Extracted material:
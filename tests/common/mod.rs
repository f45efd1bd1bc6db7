#![allow(dead_code)]

pub mod builders;
pub mod strategies;

pub use builders::*;
use proptest::prelude::*;

use super::builders::plan_with_parents;
use flow_driver::ExecutionPlan;

/// Parent lists for `count` step groups; every parent precedes its child, so
/// the result is always a DAG
pub fn parents_strategy(max_groups: usize) -> impl Strategy<Value = Vec<Vec<usize>>> {
    (1..=max_groups).prop_flat_map(|count| {
        (0..count)
            .map(|group| {
                if group == 0 {
                    Just(Vec::new()).boxed()
                } else {
                    prop::collection::btree_set(0..group, 0..=group.min(3))
                        .prop_map(|parents| parents.into_iter().collect::<Vec<_>>())
                        .boxed()
                }
            })
            .collect::<Vec<_>>()
    })
}

pub fn plan_strategy(max_groups: usize) -> impl Strategy<Value = ExecutionPlan> {
    (parents_strategy(max_groups), 1usize..=3)
        .prop_map(|(parents, steps_per_group)| {
            plan_with_parents("generated", &parents, steps_per_group)
        })
}

pub fn flow_bid_strategy() -> impl Strategy<Value = f64> {
    0.5f64..1_000.0
}
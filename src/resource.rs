//! File resources shipped to agents before a task group runs.

use serde::{Deserialize, Serialize};
use sha2::{Digest, Sha256};
use std::collections::HashMap;
use std::io;
use std::path::{Path, PathBuf};

/// A named, versioned file that must be present on an agent before execution
#[derive(Debug, Clone, PartialEq, Eq, Hash, Serialize, Deserialize)]
pub struct FileResource {
    pub name: String,
    pub path: PathBuf,
    pub version: String,
}

impl FileResource {
    pub fn new(
        name: impl Into<String>,
        path: impl Into<PathBuf>,
        version: impl Into<String>,
    ) -> Self {
        Self {
            name: name.into(),
            path: path.into(),
            version: version.into(),
        }
    }

    /// Build a resource from a local file, versioned by the SHA-256 of its contents
    pub fn from_path(path: impl AsRef<Path>) -> io::Result<Self> {
        let path = path.as_ref();
        let contents = std::fs::read(path)?;
        let name = path
            .file_name()
            .map(|name| name.to_string_lossy().into_owned())
            .ok_or_else(|| {
                io::Error::new(
                    io::ErrorKind::InvalidInput,
                    format!("{} has no file name", path.display()),
                )
            })?;

        Ok(Self::new(name, path, content_version(&contents)))
    }

    pub async fn read_contents(&self) -> io::Result<Vec<u8>> {
        tokio::fs::read(&self.path).await
    }

    /// Whether an agent holding `inventory` (name -> version) needs this file
    pub fn needs_shipping(&self, inventory: &HashMap<String, String>) -> bool {
        inventory.get(&self.name) != Some(&self.version)
    }
}

pub fn content_version(contents: &[u8]) -> String {
    format!("{:x}", Sha256::digest(contents))
}
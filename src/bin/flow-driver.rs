//! # Flow Driver CLI
//!
//! Runs an execution plan against a cluster master, or validates a plan and
//! configuration without dispatching anything.

use anyhow::Context;
use clap::{Parser, Subcommand, ValueEnum};
use std::path::{Path, PathBuf};
use std::process;
use tracing::{error, info};

use flow_driver::logging::init_structured_logging;
use flow_driver::status::write_status_tree;
use flow_driver::{
    Collaborators, ConfigManager, DriverOption, ExecutionPlan, FlowDriver, LocalCluster,
    RunSummary,
};

#[derive(Parser)]
#[command(name = "flow-driver")]
#[command(about = "Drive a distributed dataflow job")]
#[command(version = env!("CARGO_PKG_VERSION"))]
struct Cli {
    /// Configuration file (TOML, YAML or JSON)
    #[arg(short, long, env = "FLOW_CONFIG")]
    config: Option<PathBuf>,

    /// Master address, overrides configuration
    #[arg(short, long)]
    master: Option<String>,

    #[command(subcommand)]
    command: Commands,
}

#[derive(Subcommand)]
enum Commands {
    /// Run a plan until it finishes or Ctrl-C
    Run {
        /// Execution plan (JSON)
        plan: PathBuf,

        /// Total bid budget, overrides configuration
        #[arg(long)]
        flow_bid: Option<f64>,

        /// Run against an in-process cluster instead of the master
        #[arg(long)]
        local: bool,

        /// Agents in the in-process cluster
        #[arg(long, default_value_t = 2)]
        local_agents: usize,

        #[arg(long, value_enum, default_value_t = SummaryFormat::Text)]
        summary: SummaryFormat,
    },

    /// Validate configuration and plan, then print the plan layers
    Validate {
        plan: PathBuf,
    },
}

#[derive(Clone, Copy, ValueEnum)]
enum SummaryFormat {
    Text,
    Json,
}

#[tokio::main]
async fn main() {
    init_structured_logging();
    let cli = Cli::parse();

    if let Err(e) = run(cli).await {
        error!("❌ {e:#}");
        eprintln!("error: {e:#}");
        process::exit(1);
    }
}

async fn run(cli: Cli) -> anyhow::Result<()> {
    let mut option = ConfigManager::load(cli.config.as_deref()).context("loading configuration")?;
    if let Some(master) = cli.master {
        option.master = master;
    }

    match cli.command {
        Commands::Validate { plan } => validate(&option, &plan),
        Commands::Run {
            plan,
            flow_bid,
            local,
            local_agents,
            summary,
        } => {
            if let Some(flow_bid) = flow_bid {
                option.flow_bid = flow_bid;
            }
            option.validate().context("validating configuration")?;
            let plan = ExecutionPlan::load(&plan)
                .with_context(|| format!("loading plan {}", plan.display()))?;

            let collaborators = if local {
                info!(agents = local_agents, "🧪 Running against an in-process cluster");
                Collaborators::local(&LocalCluster::with_agents(local_agents).with_plan(&plan))
            } else {
                Collaborators::tcp(&option)
            };

            let driver = FlowDriver::new(option, collaborators);
            let result = driver.run_flow(plan).await?;
            print_summary(&result, summary)?;

            if !result.succeeded() {
                anyhow::bail!(
                    "flow did not complete: {} failed, {} cancelled",
                    result.failed(),
                    result.cancelled()
                );
            }
            Ok(())
        }
    }
}

fn validate(option: &DriverOption, path: &Path) -> anyhow::Result<()> {
    option.validate().context("validating configuration")?;
    let plan = ExecutionPlan::load(path)
        .with_context(|| format!("loading plan {}", path.display()))?;

    println!("✅ Configuration valid (master {})", option.master);
    println!(
        "✅ Plan '{}' valid: {} steps, {} step groups, {} task groups",
        plan.name,
        plan.steps.len(),
        plan.step_groups.len(),
        plan.task_groups.len()
    );
    for (depth, layer) in plan.layers().iter().enumerate() {
        println!("   layer {depth}: step groups {layer:?}");
    }
    Ok(())
}

fn print_summary(summary: &RunSummary, format: SummaryFormat) -> anyhow::Result<()> {
    match format {
        SummaryFormat::Json => println!("{}", serde_json::to_string_pretty(summary)?),
        SummaryFormat::Text => {
            write_status_tree(&mut std::io::stdout(), &summary.status)?;
            println!(
                "job {}: {} completed, {} failed, {} cancelled, {} outputs deleted",
                summary.job_id,
                summary.completed(),
                summary.failed(),
                summary.cancelled(),
                summary.cleanup.deleted()
            );
        }
    }
    Ok(())
}
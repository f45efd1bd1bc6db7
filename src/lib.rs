#![allow(clippy::missing_errors_doc)] // Allow public functions without # Errors sections
#![allow(clippy::must_use_candidate)] // Allow methods without must_use when context is clear

//! # Flow Driver
//!
//! Driver and scheduler for distributed dataflow jobs.
//!
//! ## Overview
//!
//! A planner fuses a dataflow graph into step groups and task groups. This
//! crate takes the resulting [`ExecutionPlan`] and runs it on a cluster:
//! it bids for agent capacity on a resource market, dispatches every task group
//! to the agent it won, streams live execution status to the master and deletes
//! intermediate outputs when the run ends, fails or is interrupted.
//!
//! ## Module Organization
//!
//! - [`plan`] - Execution plan model and validation
//! - [`driver`] - Top-level orchestration of one run
//! - [`market`] - Bid/offer matching loop
//! - [`scheduler`] - Per-task-group dispatch and output deletion
//! - [`status`] - Concurrently written status tree and its text rendering
//! - [`reporter`] - Status streaming to the master
//! - [`cleanup`] - Run-once deletion of intermediate outputs
//! - [`barrier`] - Completion barrier released by drop guards
//! - [`protocol`] / [`transport`] - Cluster messages and their TCP transport
//! - [`local`] - In-process cluster for dry runs and tests
//! - [`config`], [`logging`], [`error`] - Configuration, structured logging, errors
//!
//! ## Quick Start
//!
//! ```rust,no_run
//! use flow_driver::{Collaborators, ConfigManager, ExecutionPlan, FlowDriver};
//!
//! # async fn example() -> Result<(), Box<dyn std::error::Error>> {
//! flow_driver::logging::init_structured_logging();
//!
//! let option = ConfigManager::load(None)?;
//! let plan = ExecutionPlan::load("plan.json")?;
//! let driver = FlowDriver::new(option.clone(), Collaborators::tcp(&option));
//!
//! let summary = driver.run_flow(plan).await?;
//! println!("{} of {} task groups completed", summary.completed(), summary.launched);
//! # Ok(())
//! # }
//! ```

pub mod barrier;
pub mod cleanup;
pub mod config;
pub mod constants;
pub mod driver;
pub mod error;
pub mod local;
pub mod logging;
pub mod market;
pub mod plan;
pub mod protocol;
pub mod reporter;
pub mod resource;
pub mod scheduler;
pub mod status;
pub mod transport;

pub use cleanup::{Cleanup, CleanupReport};
pub use config::{ConfigManager, ConfigurationError, DriverOption};
pub use driver::{Collaborators, FlowDriver, RunSummary};
pub use error::{FlowError, Result};
pub use local::{AgentBehavior, LocalCluster};
pub use market::{Allocation, Market, MarketError, Offer, OfferSource, ResourceRequirement};
pub use plan::{ExecutionPlan, PlanError, Step, StepGroup, Task, TaskGroup};
pub use reporter::{ReportSummary, StatusReporter};
pub use resource::FileResource;
pub use scheduler::{CleanupOutcome, DispatchError, Scheduler, TaskGroupOutcome};
pub use status::{ExecutionState, FlowExecutionStatus, StatusTree};
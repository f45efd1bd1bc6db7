//! Cluster Protocol
//!
//! Messages exchanged with the master and with agents. Every message travels in
//! an [`Envelope`] carrying a unique message ID and, for replies, the ID of the
//! request it answers. On the wire each envelope is one JSON object per line.

use chrono::{DateTime, Utc};
use serde::{Deserialize, Serialize};
use std::collections::HashMap;
use uuid::Uuid;

use crate::market::{BidSummary, Offer};
use crate::plan::{DatasetId, StepGroupId, StepId, Task, TaskGroupId};
use crate::status::FlowExecutionStatus;

/// Routing wrapper for every protocol message
#[derive(Debug, Clone, PartialEq, Serialize, Deserialize)]
pub struct Envelope<P> {
    pub message_id: String,
    /// Set on replies: the `message_id` being answered
    pub correlation_id: Option<String>,
    pub timestamp: DateTime<Utc>,
    pub payload: P,
}

impl<P> Envelope<P> {
    pub fn new(payload: P) -> Self {
        Self {
            message_id: Uuid::new_v4().to_string(),
            correlation_id: None,
            timestamp: Utc::now(),
            payload,
        }
    }

    /// Build a reply correlated to this message
    pub fn reply<R>(&self, payload: R) -> Envelope<R> {
        Envelope {
            message_id: Uuid::new_v4().to_string(),
            correlation_id: Some(self.message_id.clone()),
            timestamp: Utc::now(),
            payload,
        }
    }

    pub fn is_reply_to<Q>(&self, request: &Envelope<Q>) -> bool {
        self.correlation_id.as_deref() == Some(request.message_id.as_str())
    }
}

/// Driver to master
#[derive(Debug, Clone, PartialEq, Serialize, Deserialize)]
#[serde(tag = "type", content = "data")]
pub enum MasterRequest {
    /// Ask for offers that could satisfy the outstanding demand
    ListOffers { demand: Vec<BidSummary> },
    /// Turn this connection into a status stream for one job
    OpenStatusStream { job_id: u32 },
    /// One status snapshot on an open stream
    FlowStatus { status: FlowExecutionStatus },
}

/// Master to driver
#[derive(Debug, Clone, PartialEq, Serialize, Deserialize)]
#[serde(tag = "type", content = "data")]
pub enum MasterResponse {
    Offers { offers: Vec<Offer> },
    StreamOpened { job_id: u32 },
    Error { message: String },
}

/// Everything an agent needs to run one task group
#[derive(Debug, Clone, PartialEq, Serialize, Deserialize)]
pub struct TaskGroupRequest {
    pub job_id: u32,
    pub task_group_id: TaskGroupId,
    pub step_group_id: StepGroupId,
    pub tasks: Vec<Task>,
    pub memory_mb: u64,
    /// Names of files the agent was told to hold
    pub required_files: Vec<String>,
    pub driver_host: String,
    pub driver_port: u16,
}

#[derive(Debug, Clone, PartialEq, Eq, Serialize, Deserialize)]
pub struct DeleteOutputRequest {
    pub job_id: u32,
    pub task_group_id: TaskGroupId,
    pub dataset_ids: Vec<DatasetId>,
}

/// Driver to agent
#[derive(Debug, Clone, PartialEq, Serialize, Deserialize)]
#[serde(tag = "type", content = "data")]
pub enum AgentRequest {
    FileInventory,
    ShipFile {
        name: String,
        version: String,
        contents: Vec<u8>,
    },
    ExecuteTaskGroup { request: TaskGroupRequest },
    Abort { task_group_id: TaskGroupId },
    DeleteOutput(DeleteOutputRequest),
}

/// Progress reported while a task group runs
#[derive(Debug, Clone, PartialEq, Eq, Serialize, Deserialize)]
#[serde(tag = "event", rename_all = "snake_case")]
pub enum ProgressEvent {
    StepStarted { step_id: StepId },
    StepCompleted { step_id: StepId },
    StepFailed { step_id: StepId, error: String },
    GroupCompleted,
}

/// Agent to driver
#[derive(Debug, Clone, PartialEq, Serialize, Deserialize)]
#[serde(tag = "type", content = "data")]
pub enum AgentResponse {
    /// File name to version
    Inventory { files: HashMap<String, String> },
    FileStored { name: String },
    Progress(ProgressEvent),
    Deleted { task_group_id: TaskGroupId },
    Ack,
    Error { message: String },
}

#[cfg(test)]
mod tests {
    use super::*;

    #[test]
    fn reply_is_correlated() {
        let request = Envelope::new(AgentRequest::FileInventory);
        let reply = request.reply(AgentResponse::Ack);
        assert!(reply.is_reply_to(&request));
        assert_ne!(reply.message_id, request.message_id);
        assert!(request.correlation_id.is_none());
    }

    #[test]
    fn messages_are_tagged() {
        let event = AgentResponse::Progress(ProgressEvent::StepFailed {
            step_id: 4,
            error: "disk full".to_string(),
        });
        let json = serde_json::to_value(&event).unwrap();
        assert_eq!(json["type"], "Progress");
        assert_eq!(json["data"]["event"], "step_failed");
        assert_eq!(json["data"]["step_id"], 4);

        let request = MasterRequest::OpenStatusStream { job_id: 9 };
        let json = serde_json::to_string(&request).unwrap();
        assert_eq!(json, r#"{"type":"OpenStatusStream","data":{"job_id":9}}"#);
    }

    #[test]
    fn unit_variants_parse_without_data() {
        let parsed: AgentRequest = serde_json::from_str(r#"{"type":"FileInventory"}"#).unwrap();
        assert_eq!(parsed, AgentRequest::FileInventory);
    }
}
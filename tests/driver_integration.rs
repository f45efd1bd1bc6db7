//! End-to-end runs of the driver against an in-process cluster.

mod common;

use std::io::Write;
use std::sync::Arc;
use std::time::Duration;

use async_trait::async_trait;
use common::*;
use flow_driver::reporter::{StatusStream, StatusStreamConnector};
use flow_driver::transport::TransportError;
use flow_driver::{
    AgentBehavior, CleanupOutcome, Collaborators, ExecutionState, FileResource, FlowDriver,
    FlowError, LocalCluster, TaskGroupOutcome,
};

/// A master that accepts the status stream request and never answers
struct SilentMaster;

#[async_trait]
impl StatusStreamConnector for SilentMaster {
    async fn open(&self, _job_id: u32) -> Result<Box<dyn StatusStream>, TransportError> {
        std::future::pending().await
    }
}

fn silent_master_driver(cluster: &LocalCluster) -> FlowDriver {
    let mut option = fast_option(3.0);
    option.connect_timeout_ms = 60_000;
    let collaborators = Collaborators {
        status_streams: Arc::new(SilentMaster),
        ..Collaborators::local(cluster)
    };
    FlowDriver::new(option, collaborators)
}

#[tokio::test]
async fn chain_runs_in_dependency_order_and_cleans_up() {
    let plan = chain_plan();
    let cluster = LocalCluster::with_agents(2)
        .with_plan(&plan)
        .with_step_delay(Duration::from_millis(1));

    let mut library = tempfile::NamedTempFile::new().unwrap();
    library.write_all(b"compiled flow functions").unwrap();
    let shipped_file = FileResource::from_path(library.path()).unwrap();
    let preinstalled = FileResource::new("preinstalled.so", "/nonexistent/preinstalled.so", "v1");
    cluster.add_inventory("preinstalled.so", "v1");

    let mut option = fast_option(9.0);
    option.required_files = vec![shipped_file.clone(), preinstalled];

    let summary = local_driver(option, &cluster)
        .run_flow_until(plan, std::future::pending())
        .await
        .unwrap();

    assert!(summary.succeeded());
    assert_eq!(summary.job_id, 4242);
    assert_eq!(summary.completed(), 3);
    assert_eq!(summary.launched, 3);
    assert_eq!(summary.barrier_releases, 3);
    assert_eq!(summary.dispatched, 3);
    assert_eq!(cluster.bids(), vec![(0, 3.0), (1, 3.0), (2, 3.0)]);
    assert_eq!(cluster.completion_order(), vec![0, 1, 2]);

    let shipped = cluster.shipped();
    assert!(shipped.contains(&shipped_file.name));
    assert!(!shipped.iter().any(|name| name == "preinstalled.so"));

    assert_eq!(summary.cleanup.invoked(), 3);
    assert_eq!(summary.cleanup.deleted(), 3);
    let mut deleted = cluster.deleted();
    deleted.sort();
    assert_eq!(deleted, vec![(0, vec![0]), (1, vec![1]), (2, vec![2])]);

    assert!(summary.status.driver.start_time.is_some());
    assert!(summary.status.driver.stop_time.is_some());
    assert!(summary
        .status
        .step_groups
        .iter()
        .all(|group| group.state == ExecutionState::Completed));

    let report = summary.report.unwrap();
    assert!(report.connected);
    assert!(report.final_sent);
    let last_sent = cluster.statuses().pop().unwrap();
    assert_eq!(last_sent.id, 4242);
    assert!(last_sent.driver.stop_time.is_some());
    assert!(last_sent.steps.iter().all(|step| step.state == ExecutionState::Completed));
}

#[tokio::test]
async fn interrupt_before_any_offer_cancels_everything() {
    let plan = chain_plan();
    let cluster = LocalCluster::with_offer_limit(0).with_plan(&plan);

    let summary = local_driver(fast_option(3.0), &cluster)
        .run_flow_until(plan, tokio::time::sleep(Duration::from_millis(50)))
        .await
        .unwrap();

    assert!(summary.interrupted);
    assert!(!summary.succeeded());
    assert_eq!(cluster.execute_count(), 0);
    assert_eq!(cluster.bids().len(), 3);
    assert_eq!(summary.cancelled(), 3);
    for (_, outcome) in &summary.outcomes {
        assert_eq!(*outcome, TaskGroupOutcome::Cancelled { dispatched: false });
    }

    let snapshot = summary.interrupt_snapshot.as_ref().unwrap();
    assert!(snapshot
        .step_groups
        .iter()
        .all(|group| group.state == ExecutionState::Waiting));

    assert_eq!(summary.cleanup.invoked(), 3);
    assert_eq!(summary.cleanup.nothing_dispatched(), 3);
    assert!(cluster.deleted().is_empty());
    assert_eq!(summary.barrier_releases, 3);
}

#[tokio::test]
async fn interrupt_aborts_running_group_and_deletes_only_its_output() {
    let plan = chain_plan();
    let cluster = LocalCluster::with_offer_limit(1).with_plan(&plan);
    for task_group in 0..3 {
        cluster.set_behavior(task_group, AgentBehavior::Hang);
    }

    let watched = cluster.clone();
    let interrupt = once(move || watched.execute_count() == 1, Duration::from_millis(30));

    let summary = local_driver(fast_option(3.0), &cluster)
        .run_flow_until(plan, interrupt)
        .await
        .unwrap();

    assert!(summary.interrupted);
    let snapshot = summary.interrupt_snapshot.as_ref().unwrap();
    let waiting = snapshot
        .step_groups
        .iter()
        .filter(|group| group.state == ExecutionState::Waiting)
        .count();
    let running = snapshot
        .step_groups
        .iter()
        .filter(|group| group.state == ExecutionState::Running)
        .count();
    assert_eq!((waiting, running), (2, 1));

    let executed = cluster.executed();
    assert_eq!(executed.len(), 1);
    assert_eq!(cluster.aborted(), executed);
    assert_eq!(
        summary.outcome(executed[0]),
        Some(&TaskGroupOutcome::Cancelled { dispatched: true })
    );

    assert_eq!(summary.cleanup.deleted(), 1);
    assert_eq!(summary.cleanup.nothing_dispatched(), 2);
    assert!(matches!(
        summary.cleanup.outcome(executed[0]),
        Some(CleanupOutcome::Deleted { .. })
    ));
    assert_eq!(cluster.deleted().len(), 1);
    assert!(summary
        .status
        .step_groups
        .iter()
        .all(|group| group.state == ExecutionState::Cancelled));
}

#[tokio::test]
async fn failed_group_does_not_stop_independent_groups() {
    let plan = fork_plan();
    let cluster = LocalCluster::with_agents(3).with_plan(&plan);
    cluster.set_behavior(
        1,
        AgentBehavior::FailAt {
            step_id: 3,
            error: "disk full".to_string(),
        },
    );

    let summary = local_driver(fast_option(3.0), &cluster)
        .run_flow_until(plan, std::future::pending())
        .await
        .unwrap();

    assert!(!summary.interrupted);
    assert!(!summary.succeeded());
    assert_eq!(summary.outcome(0), Some(&TaskGroupOutcome::Completed));
    assert_eq!(summary.outcome(2), Some(&TaskGroupOutcome::Completed));
    assert!(matches!(summary.outcome(1), Some(TaskGroupOutcome::Failed { .. })));

    let status = &summary.status;
    assert_eq!(status.step(2).unwrap().state, ExecutionState::Completed);
    assert_eq!(status.step(3).unwrap().state, ExecutionState::Failed);
    assert_eq!(status.step(3).unwrap().error.as_deref(), Some("disk full"));
    assert_eq!(status.step_group(1).unwrap().state, ExecutionState::Failed);

    let order = cluster.completion_order();
    let position = |id| order.iter().position(|done| *done == id).unwrap();
    assert!(position(0) < position(2));

    // The failed group still reached an agent, so its output is deleted too
    assert_eq!(summary.cleanup.deleted(), 3);
}

#[tokio::test]
async fn lost_input_fails_every_consumer_downstream() {
    let plan = chain_plan();
    let cluster = LocalCluster::with_agents(2).with_plan(&plan);
    cluster.set_behavior(
        0,
        AgentBehavior::FailAt {
            step_id: 0,
            error: "segfault".to_string(),
        },
    );

    let summary = local_driver(fast_option(3.0), &cluster)
        .run_flow_until(plan, std::future::pending())
        .await
        .unwrap();

    assert_eq!(summary.failed(), 3);
    assert!(cluster.completion_order().is_empty());
    let error = summary.status.step(1).unwrap().error.clone().unwrap();
    assert!(error.contains("d0"), "unexpected error: {error}");
    let error = summary.status.step(2).unwrap().error.clone().unwrap();
    assert!(error.contains("d1"), "unexpected error: {error}");
    assert_eq!(summary.barrier_releases, 3);
}

#[tokio::test]
async fn refused_status_stream_does_not_block_the_run() {
    let plan = chain_plan();
    let cluster = LocalCluster::with_agents(1).with_plan(&plan);
    cluster.refuse_status_stream(true);

    let summary = local_driver(fast_option(3.0), &cluster)
        .run_flow_until(plan, std::future::pending())
        .await
        .unwrap();

    assert!(summary.succeeded());
    let report = summary.report.unwrap();
    assert!(!report.connected);
    assert!(!report.final_sent);
    assert!(cluster.statuses().is_empty());
    assert!(summary.status.driver.stop_time.is_some());
}

#[tokio::test]
async fn cyclic_plan_is_rejected_before_anything_runs() {
    let plan = plan_with_parents("cycle", &[vec![1], vec![0]], 1);
    let cluster = LocalCluster::with_agents(1).with_plan(&plan);

    let err = local_driver(fast_option(3.0), &cluster)
        .run_flow_until(plan, std::future::pending())
        .await
        .unwrap_err();

    assert!(matches!(err, FlowError::Plan(_)));
    assert!(cluster.bids().is_empty());
    assert_eq!(cluster.connect_count(), 0);
    assert!(cluster.statuses().is_empty());
}

#[tokio::test]
async fn invalid_option_is_a_configuration_error() {
    let plan = chain_plan();
    let cluster = LocalCluster::with_agents(1).with_plan(&plan);

    let err = local_driver(fast_option(0.0), &cluster)
        .run_flow_until(plan, std::future::pending())
        .await
        .unwrap_err();

    assert!(matches!(err, FlowError::Configuration(_)));
}

#[tokio::test]
async fn silent_master_does_not_hold_up_completion() {
    let plan = chain_plan();
    let cluster = LocalCluster::with_agents(2).with_plan(&plan);

    let summary = tokio::time::timeout(
        Duration::from_secs(5),
        silent_master_driver(&cluster).run_flow_until(plan, std::future::pending()),
    )
    .await
    .expect("run must finish while the status stream is still opening")
    .unwrap();

    assert!(summary.succeeded());
    assert_eq!(cluster.completion_order(), vec![0, 1, 2]);
    assert!(!summary.report.unwrap().connected);
    assert_eq!(summary.cleanup.deleted(), 3);
    assert_eq!(cluster.deleted().len(), 3);
    assert!(summary.status.driver.stop_time.is_some());
}

#[tokio::test]
async fn silent_master_does_not_hold_up_interrupt() {
    let plan = chain_plan();
    let cluster = LocalCluster::with_agents(2).with_plan(&plan);
    for task_group in 0..3 {
        cluster.set_behavior(task_group, AgentBehavior::Hang);
    }

    let summary = tokio::time::timeout(
        Duration::from_secs(5),
        silent_master_driver(&cluster)
            .run_flow_until(plan, tokio::time::sleep(Duration::from_millis(100))),
    )
    .await
    .expect("interrupted run must finish while the status stream is still opening")
    .unwrap();

    assert!(summary.interrupted);
    assert_eq!(summary.cancelled(), 3);
    assert!(!summary.report.unwrap().connected);
    assert_eq!(summary.cleanup.invoked(), 3);
}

Problem to solve: Find out how many lines in the entries above hold "StepFailed", then reply with that figure and nothing else.

Solution below: 2